• [Directions for this task]
Start at the line below containing "pub fn new(error: impl" and stop at the line containing "assert!((resp.hit_rate - 0.8).abs()". Repeat every line of that stretch exactly, and nothing outside it.

• [Stored data entries]
_ _ _ _ _ _ _

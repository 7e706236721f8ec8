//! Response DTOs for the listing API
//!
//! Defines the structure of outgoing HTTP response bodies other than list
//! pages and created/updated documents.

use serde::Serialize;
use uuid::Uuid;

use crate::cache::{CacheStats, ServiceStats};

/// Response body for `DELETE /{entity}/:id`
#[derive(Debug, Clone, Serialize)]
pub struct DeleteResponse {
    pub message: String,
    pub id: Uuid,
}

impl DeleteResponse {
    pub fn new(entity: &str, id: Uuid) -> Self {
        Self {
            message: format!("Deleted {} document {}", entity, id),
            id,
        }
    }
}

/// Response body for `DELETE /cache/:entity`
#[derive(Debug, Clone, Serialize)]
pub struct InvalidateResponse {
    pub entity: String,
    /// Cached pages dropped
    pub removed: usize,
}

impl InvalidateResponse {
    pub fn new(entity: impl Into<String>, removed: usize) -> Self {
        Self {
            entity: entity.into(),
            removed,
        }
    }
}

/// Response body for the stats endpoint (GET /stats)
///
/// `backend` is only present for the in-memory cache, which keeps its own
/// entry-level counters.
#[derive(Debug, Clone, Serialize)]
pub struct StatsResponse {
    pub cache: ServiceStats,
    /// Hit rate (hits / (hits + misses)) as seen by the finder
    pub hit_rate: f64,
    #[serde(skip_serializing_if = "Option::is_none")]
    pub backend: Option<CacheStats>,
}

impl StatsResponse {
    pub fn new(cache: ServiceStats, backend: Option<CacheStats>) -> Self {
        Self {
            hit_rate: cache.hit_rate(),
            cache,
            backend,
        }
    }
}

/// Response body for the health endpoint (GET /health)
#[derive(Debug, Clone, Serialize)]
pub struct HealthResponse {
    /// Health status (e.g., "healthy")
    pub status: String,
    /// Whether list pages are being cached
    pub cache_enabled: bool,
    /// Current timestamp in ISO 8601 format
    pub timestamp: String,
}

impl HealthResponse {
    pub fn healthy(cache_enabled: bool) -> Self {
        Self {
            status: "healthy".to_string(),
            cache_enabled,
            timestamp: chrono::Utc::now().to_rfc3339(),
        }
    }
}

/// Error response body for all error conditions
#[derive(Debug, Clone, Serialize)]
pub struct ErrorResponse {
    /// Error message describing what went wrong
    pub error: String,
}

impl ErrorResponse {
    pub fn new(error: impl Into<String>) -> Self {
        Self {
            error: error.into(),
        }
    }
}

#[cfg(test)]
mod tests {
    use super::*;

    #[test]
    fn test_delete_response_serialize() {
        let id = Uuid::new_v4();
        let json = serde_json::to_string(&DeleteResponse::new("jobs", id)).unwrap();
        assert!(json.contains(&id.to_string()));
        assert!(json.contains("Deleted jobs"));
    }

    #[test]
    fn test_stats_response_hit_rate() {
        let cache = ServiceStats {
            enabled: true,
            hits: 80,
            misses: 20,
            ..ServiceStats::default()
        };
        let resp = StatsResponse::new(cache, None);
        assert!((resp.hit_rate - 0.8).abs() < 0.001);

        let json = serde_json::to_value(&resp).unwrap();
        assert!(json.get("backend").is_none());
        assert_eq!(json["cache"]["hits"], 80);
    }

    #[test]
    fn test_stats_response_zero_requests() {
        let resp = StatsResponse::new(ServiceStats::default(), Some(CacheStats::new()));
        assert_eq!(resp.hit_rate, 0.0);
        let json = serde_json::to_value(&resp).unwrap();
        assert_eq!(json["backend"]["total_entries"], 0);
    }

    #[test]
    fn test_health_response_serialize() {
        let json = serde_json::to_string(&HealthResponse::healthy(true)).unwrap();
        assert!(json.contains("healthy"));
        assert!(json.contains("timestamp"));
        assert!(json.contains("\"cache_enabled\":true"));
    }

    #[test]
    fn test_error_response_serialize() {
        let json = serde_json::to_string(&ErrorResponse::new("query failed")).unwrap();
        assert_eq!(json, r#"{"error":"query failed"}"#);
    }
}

_ _ _ _ _ _ _

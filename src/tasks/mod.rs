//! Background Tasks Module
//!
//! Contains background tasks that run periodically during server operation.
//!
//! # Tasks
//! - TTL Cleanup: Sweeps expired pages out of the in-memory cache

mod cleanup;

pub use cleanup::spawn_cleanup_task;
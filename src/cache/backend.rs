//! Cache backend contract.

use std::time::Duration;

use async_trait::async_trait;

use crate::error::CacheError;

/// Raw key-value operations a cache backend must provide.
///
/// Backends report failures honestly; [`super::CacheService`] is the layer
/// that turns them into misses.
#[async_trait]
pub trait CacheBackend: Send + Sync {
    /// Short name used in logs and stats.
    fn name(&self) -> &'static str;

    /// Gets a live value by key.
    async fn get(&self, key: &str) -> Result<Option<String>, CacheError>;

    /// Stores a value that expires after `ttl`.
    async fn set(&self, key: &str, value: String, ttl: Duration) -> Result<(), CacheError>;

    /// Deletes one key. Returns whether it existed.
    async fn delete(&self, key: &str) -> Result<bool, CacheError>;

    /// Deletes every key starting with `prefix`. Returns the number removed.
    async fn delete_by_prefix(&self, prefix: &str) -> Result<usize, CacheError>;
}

_ _ _ _ _ _ _

• [Your solution]
    pub fn new(error: impl Into<String>) -> Self {
        Self {
            error: error.into(),
        }
    }
}

#[cfg(test)]
mod tests {
    use super::*;

    #[test]
    fn test_delete_response_serialize() {
        let id = Uuid::new_v4();
        let json = serde_json::to_string(&DeleteResponse::new("jobs", id)).unwrap();
        assert!(json.contains(&id.to_string()));
        assert!(json.contains("Deleted jobs"));
    }

    #[test]
    fn test_stats_response_hit_rate() {
        let cache = ServiceStats {
            enabled: true,
            hits: 80,
            misses: 20,
            ..ServiceStats::default()
        };
        let resp = StatsResponse::new(cache, None);
        assert!((resp.hit_rate - 0.8).abs() < 0.001);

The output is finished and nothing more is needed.